[Work to be completed]
Filter the listing below down to the lines with the word "UNAUTHORIZED" and copy those.

[Records provided]
# # # #

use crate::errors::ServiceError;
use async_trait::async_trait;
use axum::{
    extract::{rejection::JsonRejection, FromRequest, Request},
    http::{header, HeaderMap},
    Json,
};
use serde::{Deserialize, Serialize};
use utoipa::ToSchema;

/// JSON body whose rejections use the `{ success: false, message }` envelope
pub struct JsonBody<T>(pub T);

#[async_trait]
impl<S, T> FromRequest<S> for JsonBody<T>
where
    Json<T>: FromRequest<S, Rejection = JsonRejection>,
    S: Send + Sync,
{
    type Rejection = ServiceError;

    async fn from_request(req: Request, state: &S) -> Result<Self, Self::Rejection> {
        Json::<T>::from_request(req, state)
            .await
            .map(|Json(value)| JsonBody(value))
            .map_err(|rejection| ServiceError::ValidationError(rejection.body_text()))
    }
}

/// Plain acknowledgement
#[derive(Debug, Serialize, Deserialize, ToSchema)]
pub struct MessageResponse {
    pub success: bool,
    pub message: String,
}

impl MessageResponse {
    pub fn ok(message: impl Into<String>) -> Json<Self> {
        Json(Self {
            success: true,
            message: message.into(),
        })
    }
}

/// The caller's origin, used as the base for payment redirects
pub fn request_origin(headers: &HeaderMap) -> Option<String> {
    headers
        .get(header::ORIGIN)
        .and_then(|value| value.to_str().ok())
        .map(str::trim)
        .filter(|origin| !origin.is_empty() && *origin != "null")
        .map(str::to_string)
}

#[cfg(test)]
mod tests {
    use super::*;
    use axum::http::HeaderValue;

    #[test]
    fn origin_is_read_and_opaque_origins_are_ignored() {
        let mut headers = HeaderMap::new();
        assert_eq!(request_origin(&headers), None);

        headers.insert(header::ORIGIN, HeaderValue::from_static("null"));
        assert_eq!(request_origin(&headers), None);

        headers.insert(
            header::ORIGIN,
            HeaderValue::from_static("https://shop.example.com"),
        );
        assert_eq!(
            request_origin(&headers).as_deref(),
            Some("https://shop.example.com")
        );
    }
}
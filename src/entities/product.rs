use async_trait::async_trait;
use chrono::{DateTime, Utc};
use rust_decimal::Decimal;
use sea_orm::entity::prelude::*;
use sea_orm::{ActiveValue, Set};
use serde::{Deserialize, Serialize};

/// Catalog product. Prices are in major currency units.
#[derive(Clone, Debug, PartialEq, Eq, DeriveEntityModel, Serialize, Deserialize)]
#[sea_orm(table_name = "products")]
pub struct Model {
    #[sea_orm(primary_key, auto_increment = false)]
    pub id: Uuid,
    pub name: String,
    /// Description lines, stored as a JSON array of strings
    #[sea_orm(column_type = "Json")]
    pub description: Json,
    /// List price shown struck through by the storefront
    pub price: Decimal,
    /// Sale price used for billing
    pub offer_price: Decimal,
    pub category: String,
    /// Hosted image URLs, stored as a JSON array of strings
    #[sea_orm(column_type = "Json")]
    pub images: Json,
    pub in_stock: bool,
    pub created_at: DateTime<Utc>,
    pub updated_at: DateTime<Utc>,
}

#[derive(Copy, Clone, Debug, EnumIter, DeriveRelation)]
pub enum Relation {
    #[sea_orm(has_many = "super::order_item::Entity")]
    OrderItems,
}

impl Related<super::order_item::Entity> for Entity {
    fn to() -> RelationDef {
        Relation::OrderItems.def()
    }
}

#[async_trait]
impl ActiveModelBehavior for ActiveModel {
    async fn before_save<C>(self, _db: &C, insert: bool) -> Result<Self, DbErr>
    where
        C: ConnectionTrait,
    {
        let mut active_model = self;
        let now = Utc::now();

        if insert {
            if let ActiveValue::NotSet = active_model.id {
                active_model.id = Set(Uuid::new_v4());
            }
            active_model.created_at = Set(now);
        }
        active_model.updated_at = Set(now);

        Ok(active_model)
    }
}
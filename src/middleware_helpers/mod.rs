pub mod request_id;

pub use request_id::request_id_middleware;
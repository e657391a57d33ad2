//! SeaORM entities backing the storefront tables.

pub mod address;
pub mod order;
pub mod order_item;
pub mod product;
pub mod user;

# # # #

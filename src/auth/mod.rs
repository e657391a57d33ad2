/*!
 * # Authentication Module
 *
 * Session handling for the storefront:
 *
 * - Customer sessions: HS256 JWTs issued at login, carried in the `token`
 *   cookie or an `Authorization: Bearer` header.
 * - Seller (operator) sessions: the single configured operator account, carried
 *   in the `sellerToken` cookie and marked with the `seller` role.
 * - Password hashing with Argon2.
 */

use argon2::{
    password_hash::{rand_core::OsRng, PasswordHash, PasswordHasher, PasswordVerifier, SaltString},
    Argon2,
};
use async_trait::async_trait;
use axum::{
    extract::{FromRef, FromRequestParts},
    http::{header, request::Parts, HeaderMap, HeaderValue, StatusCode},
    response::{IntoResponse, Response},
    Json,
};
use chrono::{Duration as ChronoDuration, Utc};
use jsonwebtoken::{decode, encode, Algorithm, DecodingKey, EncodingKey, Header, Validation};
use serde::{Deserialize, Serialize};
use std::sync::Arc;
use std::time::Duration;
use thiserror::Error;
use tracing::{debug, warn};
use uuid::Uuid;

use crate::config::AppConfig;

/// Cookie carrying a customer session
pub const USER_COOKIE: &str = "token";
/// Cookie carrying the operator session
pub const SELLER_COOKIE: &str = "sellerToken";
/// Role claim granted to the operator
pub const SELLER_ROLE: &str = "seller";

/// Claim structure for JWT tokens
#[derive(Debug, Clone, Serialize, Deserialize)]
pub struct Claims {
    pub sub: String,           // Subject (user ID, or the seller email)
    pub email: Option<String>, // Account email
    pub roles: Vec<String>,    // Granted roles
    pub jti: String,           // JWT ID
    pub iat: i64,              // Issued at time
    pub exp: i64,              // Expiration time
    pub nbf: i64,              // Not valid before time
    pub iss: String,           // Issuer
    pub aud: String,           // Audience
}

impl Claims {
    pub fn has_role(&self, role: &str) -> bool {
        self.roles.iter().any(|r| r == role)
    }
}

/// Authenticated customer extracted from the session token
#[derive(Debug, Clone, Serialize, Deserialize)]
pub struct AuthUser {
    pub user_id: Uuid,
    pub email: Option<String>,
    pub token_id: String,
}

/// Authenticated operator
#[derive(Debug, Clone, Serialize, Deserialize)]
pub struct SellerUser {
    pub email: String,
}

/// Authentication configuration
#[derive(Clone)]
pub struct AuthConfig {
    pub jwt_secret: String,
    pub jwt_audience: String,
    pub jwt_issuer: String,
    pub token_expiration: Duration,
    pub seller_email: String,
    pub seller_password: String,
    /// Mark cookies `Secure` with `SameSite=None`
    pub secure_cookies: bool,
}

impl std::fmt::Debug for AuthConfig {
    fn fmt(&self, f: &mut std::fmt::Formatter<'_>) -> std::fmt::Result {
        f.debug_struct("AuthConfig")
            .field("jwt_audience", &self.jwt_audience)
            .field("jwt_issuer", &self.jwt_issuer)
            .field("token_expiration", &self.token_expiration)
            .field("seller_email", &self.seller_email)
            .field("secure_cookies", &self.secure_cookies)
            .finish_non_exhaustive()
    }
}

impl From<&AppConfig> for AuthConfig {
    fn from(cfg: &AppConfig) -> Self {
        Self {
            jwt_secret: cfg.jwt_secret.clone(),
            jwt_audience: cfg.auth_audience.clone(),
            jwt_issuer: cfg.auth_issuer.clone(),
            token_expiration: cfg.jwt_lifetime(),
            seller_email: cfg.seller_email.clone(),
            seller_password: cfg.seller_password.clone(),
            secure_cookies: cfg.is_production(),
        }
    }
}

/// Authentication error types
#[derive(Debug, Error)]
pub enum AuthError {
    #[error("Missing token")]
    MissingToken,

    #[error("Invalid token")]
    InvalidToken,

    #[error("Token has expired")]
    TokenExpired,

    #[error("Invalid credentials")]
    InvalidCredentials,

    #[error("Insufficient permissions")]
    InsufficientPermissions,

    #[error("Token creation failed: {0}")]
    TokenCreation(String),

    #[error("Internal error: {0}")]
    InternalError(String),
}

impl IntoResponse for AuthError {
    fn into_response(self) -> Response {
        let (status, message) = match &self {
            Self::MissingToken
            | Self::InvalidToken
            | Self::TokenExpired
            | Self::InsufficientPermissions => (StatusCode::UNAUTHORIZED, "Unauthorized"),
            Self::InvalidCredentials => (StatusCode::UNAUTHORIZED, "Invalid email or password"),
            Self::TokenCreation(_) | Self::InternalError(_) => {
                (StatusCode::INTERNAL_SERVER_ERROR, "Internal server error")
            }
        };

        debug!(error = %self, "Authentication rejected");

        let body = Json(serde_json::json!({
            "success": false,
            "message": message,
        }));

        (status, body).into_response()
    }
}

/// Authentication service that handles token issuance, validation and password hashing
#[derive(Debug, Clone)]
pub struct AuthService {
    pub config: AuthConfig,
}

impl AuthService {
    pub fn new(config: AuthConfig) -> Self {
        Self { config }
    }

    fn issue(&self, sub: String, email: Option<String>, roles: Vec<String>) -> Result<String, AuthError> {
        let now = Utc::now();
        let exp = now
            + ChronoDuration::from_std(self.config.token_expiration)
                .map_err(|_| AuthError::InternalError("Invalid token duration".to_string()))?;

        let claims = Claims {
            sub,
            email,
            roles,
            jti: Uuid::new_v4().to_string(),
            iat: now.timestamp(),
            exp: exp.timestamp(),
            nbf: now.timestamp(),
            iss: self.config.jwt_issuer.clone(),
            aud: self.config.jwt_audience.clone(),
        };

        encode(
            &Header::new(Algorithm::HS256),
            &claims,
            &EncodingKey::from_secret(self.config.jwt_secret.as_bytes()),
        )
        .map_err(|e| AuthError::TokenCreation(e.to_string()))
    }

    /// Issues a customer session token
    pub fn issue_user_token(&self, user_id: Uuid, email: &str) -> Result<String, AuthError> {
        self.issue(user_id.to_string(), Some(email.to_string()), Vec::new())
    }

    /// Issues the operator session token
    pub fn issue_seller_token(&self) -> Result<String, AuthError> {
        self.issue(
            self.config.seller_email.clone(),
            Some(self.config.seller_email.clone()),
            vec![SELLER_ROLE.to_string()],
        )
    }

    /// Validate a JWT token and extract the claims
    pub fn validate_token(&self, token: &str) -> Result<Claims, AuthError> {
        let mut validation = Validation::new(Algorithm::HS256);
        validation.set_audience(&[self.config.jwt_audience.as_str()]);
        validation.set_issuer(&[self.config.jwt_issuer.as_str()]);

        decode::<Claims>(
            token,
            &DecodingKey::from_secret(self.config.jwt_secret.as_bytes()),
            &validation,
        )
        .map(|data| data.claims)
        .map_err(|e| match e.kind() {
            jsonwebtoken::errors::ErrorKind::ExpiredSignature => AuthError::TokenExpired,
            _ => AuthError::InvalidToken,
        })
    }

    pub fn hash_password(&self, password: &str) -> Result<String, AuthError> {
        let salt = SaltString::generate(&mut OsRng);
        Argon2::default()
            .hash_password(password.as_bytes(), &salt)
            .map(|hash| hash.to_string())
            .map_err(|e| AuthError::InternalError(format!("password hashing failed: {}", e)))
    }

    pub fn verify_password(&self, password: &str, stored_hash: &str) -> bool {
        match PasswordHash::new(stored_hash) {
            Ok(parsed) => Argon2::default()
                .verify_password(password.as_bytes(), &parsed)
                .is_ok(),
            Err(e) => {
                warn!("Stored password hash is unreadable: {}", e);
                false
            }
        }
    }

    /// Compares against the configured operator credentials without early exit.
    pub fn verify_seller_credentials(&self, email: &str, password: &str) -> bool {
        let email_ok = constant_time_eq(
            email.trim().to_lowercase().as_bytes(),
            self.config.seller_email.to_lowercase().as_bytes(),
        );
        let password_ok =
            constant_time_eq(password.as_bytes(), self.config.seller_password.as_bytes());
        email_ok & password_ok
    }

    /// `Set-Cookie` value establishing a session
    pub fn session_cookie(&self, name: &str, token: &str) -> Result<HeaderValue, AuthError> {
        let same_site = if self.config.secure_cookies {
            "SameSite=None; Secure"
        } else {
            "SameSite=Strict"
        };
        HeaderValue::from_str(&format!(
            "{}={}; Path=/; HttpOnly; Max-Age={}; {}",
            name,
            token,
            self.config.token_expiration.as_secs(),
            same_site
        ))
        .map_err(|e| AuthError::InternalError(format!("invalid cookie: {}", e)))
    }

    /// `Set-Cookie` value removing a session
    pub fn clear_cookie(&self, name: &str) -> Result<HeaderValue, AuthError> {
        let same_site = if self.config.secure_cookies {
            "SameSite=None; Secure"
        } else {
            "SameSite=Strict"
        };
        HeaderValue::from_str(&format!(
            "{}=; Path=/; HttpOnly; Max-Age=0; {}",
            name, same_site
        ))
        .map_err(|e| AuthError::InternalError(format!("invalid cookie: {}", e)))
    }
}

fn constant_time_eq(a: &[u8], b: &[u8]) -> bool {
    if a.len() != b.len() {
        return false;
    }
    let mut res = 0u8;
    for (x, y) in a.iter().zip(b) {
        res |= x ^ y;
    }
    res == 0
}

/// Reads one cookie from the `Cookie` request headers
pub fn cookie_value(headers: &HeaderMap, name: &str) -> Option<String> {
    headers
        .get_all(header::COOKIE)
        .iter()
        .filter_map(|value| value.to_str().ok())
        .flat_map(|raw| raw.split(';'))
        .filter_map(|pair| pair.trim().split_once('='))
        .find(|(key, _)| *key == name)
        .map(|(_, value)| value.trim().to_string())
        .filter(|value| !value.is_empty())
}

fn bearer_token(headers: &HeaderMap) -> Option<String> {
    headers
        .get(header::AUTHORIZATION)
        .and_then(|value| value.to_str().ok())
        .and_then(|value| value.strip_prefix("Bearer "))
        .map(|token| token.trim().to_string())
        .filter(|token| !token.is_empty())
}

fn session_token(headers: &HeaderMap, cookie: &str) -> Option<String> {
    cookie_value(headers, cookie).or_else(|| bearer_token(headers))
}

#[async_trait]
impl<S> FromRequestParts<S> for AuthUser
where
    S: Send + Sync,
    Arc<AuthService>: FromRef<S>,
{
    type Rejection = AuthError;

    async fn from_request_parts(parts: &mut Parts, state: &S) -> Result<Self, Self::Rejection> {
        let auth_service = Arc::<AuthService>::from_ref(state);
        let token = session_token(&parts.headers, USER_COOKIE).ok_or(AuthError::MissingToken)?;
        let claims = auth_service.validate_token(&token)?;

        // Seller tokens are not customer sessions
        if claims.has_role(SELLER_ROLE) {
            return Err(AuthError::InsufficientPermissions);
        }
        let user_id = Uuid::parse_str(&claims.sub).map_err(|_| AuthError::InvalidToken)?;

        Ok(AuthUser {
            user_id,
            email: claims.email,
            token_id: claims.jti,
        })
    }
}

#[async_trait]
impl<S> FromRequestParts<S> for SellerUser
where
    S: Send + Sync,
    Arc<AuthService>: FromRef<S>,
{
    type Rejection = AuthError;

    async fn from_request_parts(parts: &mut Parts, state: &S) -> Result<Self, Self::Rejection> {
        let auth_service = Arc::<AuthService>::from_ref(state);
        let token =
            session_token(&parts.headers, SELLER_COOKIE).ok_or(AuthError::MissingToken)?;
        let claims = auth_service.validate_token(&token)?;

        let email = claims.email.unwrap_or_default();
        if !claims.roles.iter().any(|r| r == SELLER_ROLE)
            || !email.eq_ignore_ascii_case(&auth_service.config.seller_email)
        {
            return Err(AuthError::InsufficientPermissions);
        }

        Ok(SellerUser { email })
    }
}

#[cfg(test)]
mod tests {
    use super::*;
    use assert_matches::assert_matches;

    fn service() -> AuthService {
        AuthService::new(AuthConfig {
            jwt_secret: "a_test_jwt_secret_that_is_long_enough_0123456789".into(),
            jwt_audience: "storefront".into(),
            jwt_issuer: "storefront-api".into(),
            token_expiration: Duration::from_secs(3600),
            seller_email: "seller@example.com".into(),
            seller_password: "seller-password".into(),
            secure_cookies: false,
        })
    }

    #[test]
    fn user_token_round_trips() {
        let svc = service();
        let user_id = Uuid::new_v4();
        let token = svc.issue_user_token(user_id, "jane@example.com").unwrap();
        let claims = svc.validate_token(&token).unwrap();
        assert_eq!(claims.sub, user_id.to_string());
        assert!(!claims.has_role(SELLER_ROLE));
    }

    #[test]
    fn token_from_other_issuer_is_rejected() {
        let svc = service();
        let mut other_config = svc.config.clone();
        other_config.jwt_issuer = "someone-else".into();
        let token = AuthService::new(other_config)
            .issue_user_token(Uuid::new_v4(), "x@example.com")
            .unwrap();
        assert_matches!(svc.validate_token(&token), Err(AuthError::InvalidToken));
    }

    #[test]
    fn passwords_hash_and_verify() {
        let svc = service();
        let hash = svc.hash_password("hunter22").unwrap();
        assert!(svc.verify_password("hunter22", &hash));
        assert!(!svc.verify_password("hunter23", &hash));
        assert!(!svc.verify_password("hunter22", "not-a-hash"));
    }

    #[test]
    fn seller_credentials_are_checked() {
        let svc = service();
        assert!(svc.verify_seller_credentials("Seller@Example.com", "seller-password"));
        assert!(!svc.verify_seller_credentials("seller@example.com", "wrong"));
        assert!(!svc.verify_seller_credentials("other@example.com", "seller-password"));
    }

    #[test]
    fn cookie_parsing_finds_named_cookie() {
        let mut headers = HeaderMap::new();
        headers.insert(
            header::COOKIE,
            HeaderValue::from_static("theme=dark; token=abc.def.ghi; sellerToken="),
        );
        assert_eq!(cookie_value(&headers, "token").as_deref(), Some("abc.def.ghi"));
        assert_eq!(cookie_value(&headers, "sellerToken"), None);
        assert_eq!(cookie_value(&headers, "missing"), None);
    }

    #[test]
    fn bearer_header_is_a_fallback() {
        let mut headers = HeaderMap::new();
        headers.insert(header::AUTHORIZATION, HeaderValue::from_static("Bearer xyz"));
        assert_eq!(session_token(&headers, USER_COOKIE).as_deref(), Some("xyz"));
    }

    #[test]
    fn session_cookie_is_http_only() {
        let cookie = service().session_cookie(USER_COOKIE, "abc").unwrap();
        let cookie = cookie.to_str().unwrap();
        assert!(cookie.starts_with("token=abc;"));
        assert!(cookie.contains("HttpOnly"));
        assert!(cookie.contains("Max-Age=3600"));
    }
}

# # # #

[Solution]
            | Self::InsufficientPermissions => (StatusCode::UNAUTHORIZED, "Unauthorized"),
            Self::InvalidCredentials => (StatusCode::UNAUTHORIZED, "Invalid email or password"),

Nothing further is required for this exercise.